• [Problem to solve]: Look through the data below and show every line that includes "impl".

• [Data to use]:

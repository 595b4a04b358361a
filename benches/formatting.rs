//! Benchmark for message formatting and validation

use criterion::{black_box, criterion_group, criterion_main, BenchmarkId, Criterion};
use parley::format::{self, FormatOptions, ValidationConstraints};

const REPLY: &str = "**Peter** has worked with *Rust* and `tokio` since 2019.<br>\
See https://example.com/projects for details & more <notes>.";

fn bench_format(c: &mut Criterion) {
    let options = FormatOptions::assistant();
    c.bench_function("format_assistant_reply", |b| {
        b.iter(|| format::format(black_box(REPLY), &options))
    });

    let mut group = c.benchmark_group("format_by_length");
    for repeat in [1usize, 10, 100] {
        let text = REPLY.repeat(repeat);
        group.bench_with_input(BenchmarkId::from_parameter(repeat), &text, |b, text| {
            b.iter(|| format::format(black_box(text), &FormatOptions::default()))
        });
    }
    group.finish();
}

fn bench_strip_and_validate(c: &mut Criterion) {
    let formatted = format::format(REPLY, &FormatOptions::assistant());
    c.bench_function("strip_formatting", |b| {
        b.iter(|| format::strip_formatting(black_box(&formatted)))
    });

    let constraints = ValidationConstraints::default();
    c.bench_function("validate_message", |b| {
        b.iter(|| format::validate(black_box(REPLY), &constraints))
    });
}

criterion_group!(benches, bench_format, bench_strip_and_validate);
criterion_main!(benches);
//! Remote API configuration

use serde::{Deserialize, Serialize};

/// `[api]` section
#[derive(Debug, Clone, Serialize, Deserialize)]
#[serde(default)]
pub struct ApiConfig {
    /// Service root, without trailing slash
    pub base_url: String,
    /// Per-request deadline
    pub timeout_seconds: u64,
    /// Path of the chat endpoint
    pub chat_path: String,
    /// Longest accepted chat message, in characters
    pub max_message_length: usize,
}

impl ApiConfig {
    pub fn timeout_ms(&self) -> u64 {
        self.timeout_seconds.saturating_mul(1000)
    }
}

impl Default for ApiConfig {
    fn default() -> Self {
        Self {
            base_url: "http://localhost:8000".to_string(),
            timeout_seconds: 30,
            chat_path: "/chat/".to_string(),
            max_message_length: 500,
        }
    }
}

• [Output]:
impl ApiConfig {
impl Default for ApiConfig {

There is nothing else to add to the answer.